Monday, August 23, 2010

Living Wage A Just Wage









An interesting debate is going on at Alwyn Ap Huw famous blog Miserable old Fart concerning Plaid Cymru's policy of a "living wage". This of course is a concept that is not rooted in Socialist doctrine. The Catholic Church has the "Just Wage" as part of its social theology. It first made an appearance in Pope Leo XIII "Rerum Novarum" which says quite clearly.

  • "If a worker receives a wage sufficiently large to enable him to provide comfortably for himself, his wife and his children, he will, if prudent, gladly strive to practice thrift; and the result will be, as nature itself seems to counsel, that after expenditures are deducted there will remain something over and above through which he can come into the possession of a little wealth. We have seen, in fact, that the whole question under consideration cannot be settled effectually unless it is assumed and established as a principle, that the right of private property must be regarded as sacred. Wherefore, the law ought to favor this right and, so far as it can, see that the largest possible number among the masses of the population prefer to own property." (#65)
  • "Wealthy owners of the means of production and employers must never forget that both divine and human law forbid them to squeeze the poor and wretched for the sake of gain or to profit from the helplessness of others." (#17)
  • "As regards protection of this world’s good, the first task is to save the wretched workers from the brutality of those who make use of human beings as mere instruments for the unrestrained acquisition of wealth." (#43)
  • "Care must be taken, therefore, not to lengthen the working day beyond a man’s capacity.
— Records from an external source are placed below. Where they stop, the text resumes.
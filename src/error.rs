// Copyright 2026 Layne Penney
// SPDX-License-Identifier: AGPL-3.0-or-later

//! Error types for llmscope.
//!
//! This module provides strongly-typed errors for each stage of the capture
//! pipeline, using `thiserror` for the definitions and `anyhow` for
//! propagation at the edges.
//!
//! None of these errors ever reach the caller of an instrumented provider
//! call. Capture, redaction and delivery failures are logged and counted;
//! only [`ConfigError`] and [`DecodeError`] surface, at initialization.

use thiserror::Error;

/// Errors that can occur inside a provider collaborator.
///
/// These are the errors the *instrumented* call produces. The capture layer
/// observes them and hands them back to the caller untouched.
#[derive(Error, Debug, Clone)]
pub enum ProviderError {
    #[error("Authentication failed: {0}")]
    AuthError(String),

    #[error("API error: {message}")]
    ApiError {
        message: String,
        status_code: Option<u16>,
    },

    #[error("Rate limited: {0}")]
    RateLimited(String),

    #[error("Network error: {0}")]
    NetworkError(String),

    #[error("Response parsing error: {0}")]
    ParseError(String),

    #[error("Streaming error: {0}")]
    StreamError(String),

    #[error("Unsupported operation: {0}")]
    UnsupportedOperation(String),

    #[error("Timeout after {0}ms")]
    Timeout(u64),
}

impl ProviderError {
    /// Create an API error with status code.
    pub fn api(message: impl Into<String>, status_code: u16) -> Self {
        Self::ApiError {
            message: message.into(),
            status_code: Some(status_code),
        }
    }

    /// Short machine-readable code used in `error` events.
    pub fn code(&self) -> &'static str {
        match self {
            Self::AuthError(_) => "AUTH_ERROR",
            Self::ApiError { .. } => "API_ERROR",
            Self::RateLimited(_) => "RATE_LIMITED",
            Self::NetworkError(_) => "NETWORK_ERROR",
            Self::ParseError(_) => "PARSE_ERROR",
            Self::StreamError(_) => "STREAM_ERROR",
            Self::UnsupportedOperation(_) => "UNSUPPORTED",
            Self::Timeout(_) => "TIMEOUT",
        }
    }
}

/// Errors raised while building or classifying a telemetry event.
///
/// Always swallowed: logged, counted, and never surfaced to the caller of the
/// instrumented call.
#[derive(Error, Debug)]
pub enum CaptureError {
    #[error("Telemetry builder panicked: {0}")]
    Panicked(String),

    #[error("Failed to serialize captured value: {0}")]
    Serialization(String),

    #[error("Event rejected: {0}")]
    Invalid(#[from] ValidationError),
}

impl From<serde_json::Error> for CaptureError {
    fn from(err: serde_json::Error) -> Self {
        Self::Serialization(err.to_string())
    }
}

/// A locally malformed event. Dropped before buffering; never sent.
#[derive(Error, Debug, Clone, PartialEq, Eq)]
pub enum ValidationError {
    #[error("Missing required identifier: {0}")]
    MissingIdentifier(&'static str),

    #[error("Parent span {parent} is not part of trace {trace}")]
    UnknownParent { parent: String, trace: String },
}

/// Errors returned by a caller-supplied redaction transform.
#[derive(Error, Debug)]
#[error("Redaction failed: {0}")]
pub struct RedactionError(pub String);

impl RedactionError {
    pub fn new(message: impl Into<String>) -> Self {
        Self(message.into())
    }
}

/// Errors that can occur while delivering a batch to the ingestion endpoint.
#[derive(Error, Debug, Clone, PartialEq, Eq)]
pub enum DeliveryError {
    #[error("Network error: {0}")]
    Network(String),

    #[error("Request timed out after {0}ms")]
    Timeout(u64),

    #[error("Server error {status}: {body}")]
    Server { status: u16, body: String },

    #[error("Request rejected {status}: {body}")]
    Client { status: u16, body: String },

    #[error("Unexpected response {status}: {body}")]
    Unexpected { status: u16, body: String },

    #[error("Failed to encode batch: {0}")]
    Serialization(String),
}

impl DeliveryError {
    /// Build the error matching an unsuccessful HTTP status.
    pub fn from_status(status: u16, body: impl Into<String>) -> Self {
        let body = body.into();
        match status {
            400..=499 => Self::Client { status, body },
            500..=599 => Self::Server { status, body },
            _ => Self::Unexpected { status, body },
        }
    }

    /// Check if this error is retryable.
    ///
    /// Network failures, timeouts and 5xx responses are transient. A 4xx means
    /// bad auth or a malformed batch, and retrying would only repeat it. Any
    /// other status (a redirect, say) will not change on retry either.
    pub fn is_retryable(&self) -> bool {
        matches!(
            self,
            Self::Network(_) | Self::Timeout(_) | Self::Server { .. }
        )
    }

    /// HTTP status, when the endpoint answered.
    pub fn status(&self) -> Option<u16> {
        match self {
            Self::Server { status, .. }
            | Self::Client { status, .. }
            | Self::Unexpected { status, .. } => Some(*status),
            _ => None,
        }
    }
}

/// Errors decoding a JWT-style API key payload.
#[derive(Error, Debug, Clone, PartialEq, Eq)]
pub enum DecodeError {
    #[error("API key is not a JWT (expected three dot-separated segments)")]
    NotJwt,

    #[error("API key payload is not valid base64: {0}")]
    InvalidBase64(String),

    #[error("API key payload is not valid JSON: {0}")]
    InvalidJson(String),

    #[error("API key payload is missing required field: {0}")]
    MissingField(&'static str),
}

/// Errors that can occur during configuration resolution.
#[derive(Error, Debug)]
pub enum ConfigError {
    #[error("Missing required field: {0}")]
    MissingField(String),

    #[error("Invalid value for {field}: {message}")]
    InvalidValue { field: String, message: String },

    #[error("Invalid API key: {0}")]
    InvalidKey(#[from] DecodeError),

    #[error("Failed to build HTTP client: {0}")]
    HttpClient(String),
}

impl ConfigError {
    pub(crate) fn invalid(field: impl Into<String>, message: impl Into<String>) -> Self {
        Self::InvalidValue {
            field: field.into(),
            message: message.into(),
        }
    }
}

/// Result type alias using anyhow for flexible error handling.
pub type Result<T> = anyhow::Result<T>;
impl ObserverBuilder {
    /// Replace the HTTP transport (tests, custom sinks).
    pub fn with_transport(mut self, transport: Arc<dyn Transport>) -> Self {
        self.transport = Some(transport);
        self
    }

    pub fn with_redactor(mut self, redactor: Arc<dyn Redactor>) -> Self {
        self.redactor = Some(redactor);
        self
    }

    /// Receive each dropped batch once.
    pub fn on_error<F>(mut self, callback: F) -> Self
    where
        F: Fn(&DeliveryFailure) + Send + Sync + 'static,
    {
        self.on_error = Some(Arc::new(callback));
        self
    }

    /// Validate the config, resolve the tenant and start the pipeline.
    ///
    /// The background flusher is spawned when called inside a tokio runtime.
    pub fn build(self) -> Result<Observer, ConfigError> {
        let tenant = config::resolve(&self.config)?;
        let transport: Arc<dyn Transport> = match self.transport {
            Some(transport) => transport,
            None => Arc::new(HttpTransport::from_config(&self.config)?),
        };

        let stats = Arc::new(PipelineStats::new());
        let mut deliverer = Deliverer::new(transport, RetryPolicy::from_config(&self.config), stats.clone());
        if let Some(callback) = self.on_error {
            deliverer = deliverer.with_error_callback(callback);
        }

        let registry = Arc::new(TraceRegistry::new());
        let ending: Arc<Mutex<HashSet<TraceId>>> = Arc::default();
        let (open, closing) = (registry.clone(), ending.clone());
        let buffer = Arc::new(EventBuffer::new(self.config.flush_threshold));
        let pipeline = Pipeline::new(buffer, deliverer, self.config.max_batch_size)
            .with_open_traces(Arc::new(move |id| {
                open.is_open(id) || lock_set(&closing).contains(&id)
            }));
        let flusher = BackgroundFlusher::spawn(pipeline.clone(), self.config.flush_interval());
        if flusher.is_none() {
            debug!("No tokio runtime; background flushing disabled");
        }

        let mut gate = Gate::new();
        if let Some(redactor) = self.redactor {
            gate = gate.with_redactor(redactor);
        }

        debug!(
            tenant_id = %tenant.tenant_id,
            project_id = %tenant.project_id,
            environment = %tenant.environment,
            mode = %self.config.mode,
            "Observer initialized"
        );

        Ok(Observer {
            correlation: None,
            inner: Arc::new(ObserverInner {
                tenant,
                registry,
                ending,
                sampler: Sampler::new(self.config.sample_rate),
                adapter: CaptureAdapter::new(self.config.max_response_chars),
                gate,
                pipeline,
                stats,
                flusher: Mutex::new(flusher),
                shut_down: AtomicBool::new(false),
                config: self.config,
            }),
        })
    }
}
How much time there must be for rest depends upon the type of work, the circumstances of time and place and, particularly, the health of the workers." (#43)


This quite clearly indicates that businesses have a divine duty to pay their workers a wage that is just and adequate.

This is expanded by Pope Pius XI encyclical Quadragesimo Anno (1931) which defends the right of private property, however it must be used for the common good.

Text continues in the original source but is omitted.